Study Finds Higher Rates of Premature Birth Near Fracking Sites (jhsph.edu)
An anonymous reader writes: Researchers from the Johns Hopkins Bloomberg School of Public Health have published a study (abstract) noting that pregnant women are more likely to give birth prematurely if they live close to fracking sites. The researchers used data from 40 counties in Pennsylvania, in which 10,946 babies were born between January 2009 and January 2013. They compared the data with the fast spread of fracking sites across the state — thousands have been built since 2006.
"The researchers found that living in the most active quartile of drilling and production activity was associated with a 40 percent increase in the likelihood of a woman giving birth before 37 weeks of gestation (considered pre-term) and a 30 percent increase in the chance that an obstetrician had labeled their pregnancy "high-risk," a designation that can include factors such as elevated blood pressure or excessive weight gain during pregnancy. When looking at all of the pregnancies in the study, 11 percent of babies were born preterm, with the majority (79 percent) born between 32 and 36 weeks."
"The researchers found that living in the most active quartile of drilling and production activity was associated with a 40 percent increase in the likelihood of a woman giving birth before 37 weeks of gestation (considered pre-term) and a 30 percent increase in the chance that an obstetrician had labeled their pregnancy "high-risk," a designation that can include factors such as elevated blood pressure or excessive weight gain during pregnancy. When looking at all of the pregnancies in the study, 11 percent of babies were born preterm, with the majority (79 percent) born between 32 and 36 weeks."

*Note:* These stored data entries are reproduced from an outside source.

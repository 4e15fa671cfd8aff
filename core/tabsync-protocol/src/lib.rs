//! Shared types for the tabsync engine and its hosts.
//!
//! This crate pins down the surfaces that outlive a single process: the key
//! space of the persistent store, the browser model handed across the
//! window/tab provider boundary, and the inbound message format. Hosts (the
//! browser shell, the CLI) reuse these types to construct valid requests
//! without drifting from the engine.

use serde::{Deserialize, Serialize};
use std::fmt;

/// Keys used in the persistent key-value store.
///
/// ```text
/// projects                    ["Work", "Home"]
/// projectTabs                 { "Work": ["https://a", "https://b"] }
/// selectedProject_<windowId>  "Work"
/// selectedProject             "Work"      (last project opened into a new window)
/// carryOverTabs               { "10": "https://x" }
/// projectToOpen               "Work"      (consumed once by the new-window flow)
/// eventLogs                   ["2026-01-31T00:00:00Z - Extension started"]
/// ```
pub mod keys {
    use super::WindowId;

    pub const PROJECTS: &str = "projects";
    pub const PROJECT_TABS: &str = "projectTabs";
    pub const SELECTED_PROJECT: &str = "selectedProject";
    pub const SELECTED_PROJECT_PREFIX: &str = "selectedProject_";
    pub const CARRY_OVER_TABS: &str = "carryOverTabs";
    pub const PROJECT_TO_OPEN: &str = "projectToOpen";
    pub const EVENT_LOGS: &str = "eventLogs";
    pub const INITIALIZED: &str = "initialized";

    pub fn selected_project(window_id: WindowId) -> String {
        format!("{}{}", SELECTED_PROJECT_PREFIX, window_id)
    }

    /// Extracts the window id from a `selectedProject_<windowId>` key.
    /// Returns None for any other key, including the bare `selectedProject`.
    pub fn parse_selected_project(key: &str) -> Option<WindowId> {
        key.strip_prefix(SELECTED_PROJECT_PREFIX)
            .and_then(|raw| raw.parse::<i64>().ok())
            .map(WindowId)
    }
}

/// Tab identifier assigned by the browser. Only valid while that tab instance exists.
#[derive(Debug, Clone, Copy, PartialEq, Eq, PartialOrd, Ord, Hash, Serialize, Deserialize)]
#[serde(transparent)]
pub struct TabId(pub i64);

/// Window identifier assigned by the browser. Only valid while the window is open.
#[derive(Debug, Clone, Copy, PartialEq, Eq, PartialOrd, Ord, Hash, Serialize, Deserialize)]
#[serde(transparent)]
pub struct WindowId(pub i64);

impl fmt::Display for TabId {
    fn fmt(&self, f: &mut fmt::Formatter<'_>) -> fmt::Result {
        write!(f, "{}", self.0)
    }
}

impl fmt::Display for WindowId {
    fn fmt(&self, f: &mut fmt::Formatter<'_>) -> fmt::Result {
        write!(f, "{}", self.0)
    }
}

#[derive(Debug, Clone, Copy, Default, PartialEq, Eq, Serialize, Deserialize)]
#[serde(rename_all = "lowercase")]
pub enum WindowState {
    #[default]
    Normal,
    Minimized,
    Maximized,
    Fullscreen,
}

#[derive(Debug, Clone, PartialEq, Eq, Serialize, Deserialize)]
pub struct Window {
    pub id: WindowId,
    #[serde(default)]
    pub width: Option<u32>,
    #[serde(default)]
    pub height: Option<u32>,
    #[serde(default)]
    pub state: WindowState,
}

impl Window {
    pub fn is_maximized(&self) -> bool {
        self.state == WindowState::Maximized
    }
}

#[derive(Debug, Clone, PartialEq, Eq, Serialize, Deserialize)]
pub struct Tab {
    pub id: TabId,
    pub window_id: WindowId,
    #[serde(default)]
    pub index: u32,
    /// Empty while the tab has not committed a navigation yet.
    #[serde(default)]
    pub url: String,
    #[serde(default)]
    pub active: bool,
}

/// Filter for tab queries. An empty query matches every tab in every window.
#[derive(Debug, Clone, Copy, Default, PartialEq, Eq)]
pub struct TabQuery {
    pub window_id: Option<WindowId>,
}

impl TabQuery {
    pub fn all() -> Self {
        Self { window_id: None }
    }

    pub fn in_window(window_id: WindowId) -> Self {
        Self {
            window_id: Some(window_id),
        }
    }

    pub fn matches(&self, tab: &Tab) -> bool {
        self.window_id.map_or(true, |id| tab.window_id == id)
    }
}

#[derive(Debug, Clone, PartialEq, Eq)]
pub struct CreateTabProps {
    pub window_id: WindowId,
    pub url: String,
}

#[derive(Debug, Clone, Default, PartialEq, Eq)]
pub struct CreateWindowProps {
    pub width: Option<u32>,
    pub height: Option<u32>,
    pub state: WindowState,
}

impl CreateWindowProps {
    /// Props for a window shaped like `source`: maximized windows are recreated
    /// maximized without explicit dimensions, everything else keeps its size.
    pub fn replicating(source: &Window) -> Self {
        if source.is_maximized() {
            Self {
                width: None,
                height: None,
                state: WindowState::Maximized,
            }
        } else {
            Self {
                width: source.width,
                height: source.height,
                state: WindowState::Normal,
            }
        }
    }
}

/// Destination of a tab move. `index: -1` appends at the end of the window.
#[derive(Debug, Clone, Copy, PartialEq, Eq)]
pub struct MoveTarget {
    pub window_id: WindowId,
    pub index: i32,
}

impl MoveTarget {
    pub fn end_of(window_id: WindowId) -> Self {
        Self {
            window_id,
            index: -1,
        }
    }
}

/// Messages posted to the engine over the host's generic message channel.
#[derive(Debug, Clone, PartialEq, Eq, Serialize, Deserialize)]
#[serde(tag = "action", rename_all = "camelCase")]
pub enum InboundMessage {
    /// Open `project` in the next window that gets created.
    SetNewWindowProject { project: String },
    ClearSelectedProject,
    Refresh,
}

pub fn parse_message(raw: &str) -> Result<InboundMessage, serde_json::Error> {
    serde_json::from_str(raw)
}
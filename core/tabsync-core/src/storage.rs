//! Storage configuration and path management for tabsync.
//!
//! All file paths the engine and CLI touch are decided here, so tests can
//! inject a temp directory with [`StorageConfig::with_root`] and production
//! code uses `~/.tabsync/`.

use std::path::{Path, PathBuf};

const ROOT_DIR_NAME: &str = ".tabsync";

/// Central configuration for all tabsync storage paths.
#[derive(Debug, Clone)]
pub struct StorageConfig {
    root: PathBuf,
}

impl Default for StorageConfig {
    fn default() -> Self {
        let root = dirs::home_dir()
            .map(|home| home.join(ROOT_DIR_NAME))
            .unwrap_or_else(|| PathBuf::from(ROOT_DIR_NAME));
        Self { root }
    }
}

impl StorageConfig {
    /// Creates a StorageConfig with a custom root directory.
    /// Used for testing with temp directories.
    pub fn with_root(root: PathBuf) -> Self {
        Self { root }
    }

    pub fn root(&self) -> &Path {
        &self.root
    }

    // ─────────────────────────────────────────────────────────────────────────────
    // Files
    // ─────────────────────────────────────────────────────────────────────────────

    /// Path to store.json (the persisted key-value store).
    pub fn store_file(&self) -> PathBuf {
        self.root.join("store.json")
    }

    /// Path to config.toml (timing and log settings).
    pub fn config_file(&self) -> PathBuf {
        self.root.join("config.toml")
    }

    // ─────────────────────────────────────────────────────────────────────────────
    // Directories
    // ─────────────────────────────────────────────────────────────────────────────

    /// Path to logs/ (rolling tracing output from the CLI).
    pub fn logs_dir(&self) -> PathBuf {
        self.root.join("logs")
    }
}
//! Runtime configuration for the sync engine.
//!
//! Loaded from `~/.tabsync/config.toml`. A missing file yields defaults; a file
//! that exists but can't be read or parsed is an error, so a typo never
//! silently reverts the timing behavior.
//!
//! ```toml
//! debounce_ms = 2000
//! window_settle_ms = 1000
//! event_log_capacity = 500
//! ```

use std::path::PathBuf;
use std::time::Duration;

use serde::{Deserialize, Serialize};

use crate::error::{Result, SyncError};

pub const DEFAULT_DEBOUNCE_MS: u64 = 2000;
pub const DEFAULT_WINDOW_SETTLE_MS: u64 = 1000;
pub const DEFAULT_EVENT_LOG_CAPACITY: usize = 500;

#[derive(Debug, Clone, PartialEq, Eq, Serialize, Deserialize)]
#[serde(default)]
pub struct SyncConfig {
    /// Quiet period before a shrinking tab snapshot is persisted.
    pub debounce_ms: u64,
    /// Wait after creating a window before its tabs are inspected.
    pub window_settle_ms: u64,
    /// Oldest diagnostic log entries are dropped beyond this count.
    pub event_log_capacity: usize,
}

impl Default for SyncConfig {
    fn default() -> Self {
        Self {
            debounce_ms: DEFAULT_DEBOUNCE_MS,
            window_settle_ms: DEFAULT_WINDOW_SETTLE_MS,
            event_log_capacity: DEFAULT_EVENT_LOG_CAPACITY,
        }
    }
}

impl SyncConfig {
    pub fn debounce(&self) -> Duration {
        Duration::from_millis(self.debounce_ms)
    }

    pub fn window_settle(&self) -> Duration {
        Duration::from_millis(self.window_settle_ms)
    }
}

pub fn load_config(path: Option<PathBuf>) -> Result<SyncConfig> {
    let config_path = match path {
        Some(path) => path,
        None => crate::storage::StorageConfig::default().config_file(),
    };

    if !config_path.exists() {
        return Ok(SyncConfig::default());
    }

    let content = fs_err::read_to_string(&config_path).map_err(|source| SyncError::Io {
        context: format!("Failed to read config {}", config_path.display()),
        source,
    })?;
    toml::from_str::<SyncConfig>(&content).map_err(|err| SyncError::ConfigMalformed {
        path: config_path,
        details: err.to_string(),
    })
}
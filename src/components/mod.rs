//! UI Components

mod delete_button;
mod header_bar;
mod todo_modal;
mod todo_table;

pub use delete_button::DeleteButton;
pub use header_bar::HeaderBar;
pub use todo_modal::TodoModal;
pub use todo_table::TodoTable;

I'm not discounting the possibility that there may be a causal relationship here but from what I see of the article and abstract they only looked at data between 2009 and 2012. Is it possible that these sites have a preexisting condition that would cause higher levels of preterm birth? They should expand their data analysis to a larger period before the fracking occurred. This way we can at the very least see if there is a stronger correlation here and move forward.

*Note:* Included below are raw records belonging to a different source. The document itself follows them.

//! Error Types
//!
//! Failures are tagged with the store operation that produced them so the
//! call site can log something actionable before reverting UI state.

use thiserror::Error;

/// The five document-store operations.
#[derive(Debug, Clone, Copy, PartialEq, Eq)]
pub enum StoreOp {
    ListAll,
    GetOne,
    Create,
    Update,
    Delete,
}

impl std::fmt::Display for StoreOp {
    fn fmt(&self, f: &mut std::fmt::Formatter<'_>) -> std::fmt::Result {
        let name = match self {
            StoreOp::ListAll => "listAll",
            StoreOp::GetOne => "getOne",
            StoreOp::Create => "create",
            StoreOp::Update => "update",
            StoreOp::Delete => "delete",
        };
        f.write_str(name)
    }
}

/// A rejected store call: which operation, and what the store said.
#[derive(Debug, Clone, PartialEq, Error)]
#[error("store {op} failed: {cause}")]
pub struct GatewayError {
    pub op: StoreOp,
    pub cause: String,
}

impl GatewayError {
    pub fn new(op: StoreOp, cause: impl Into<String>) -> Self {
        Self {
            op,
            cause: cause.into(),
        }
    }
}

pub type GatewayResult<T> = Result<T, GatewayError>;

/// Controller-level failures surfaced to the UI.
#[derive(Debug, Clone, PartialEq, Error)]
pub enum AppError {
    #[error(transparent)]
    Gateway(#[from] GatewayError),
    #[error("not signed in")]
    NotAuthenticated,
    #[error("no todo with id {0}")]
    UnknownTodo(String),
    #[error("authentication failed: {0}")]
    Auth(String),
    #[error("internal error: {0}")]
    Internal(String),
}

pub type AppResult<T> = Result<T, AppError>;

Exactly. What they've done is managed to replicate this study that socioeconomic factors impact premature births by finding something that correlates with low socioeconomic status and then not adjusting for it.
In the same manner, you could do a study that receiving welfare or jobless benefits causes premature births, or not having a second car causes premature births, or living near railroad track causes premature births, etc.... basically anything which also correlates with low income/living in the poorer part of town.
From the abstract: "There were no associations of activity with Apgar score, small for gestational age birth, or term birth weight (after adjustment for year). In a posthoc analysis, there was an association with physician-recorded high-risk pregnancy identified from the problem list" In other words, the babies weren't obviously less healthy, but there were more high-risk pregnancies (high risk factors happen before the wells began, at the start of pregnancy) associated, almost as if the premature births and well placement correlation was from some other outside cause...
Bottom line, if you have a choice over an area of where to put a fracking wellhead, you're going to pick the cheapest place to put it, which will correlate with lower income for the neighbors.
The party of stupid and the party of evil get together and do something both stupid and evil, then call it bipartisan.
Right, no way that unknown chemicals entering the air and water could have any effect. And the fracking companies would surely hand over samples of the chemical soup they use to researchers for rigorous testing, it's not like they've repeatedly refused to even reveal the contents. Oh wait...
Science doesn't start with explaining the mechanisms behind unexplained phenomena - it starts with confimring that there *are* unexplained phenomena and then searching for the mechanisms.
--- Most topics have many sides worth arguing, allow me to take one opposite you.
Ben & Jerrys won't even release the trade secrets of their ice cream formulations to the public. Why should the frackers release their trade secrets to hostile scientists?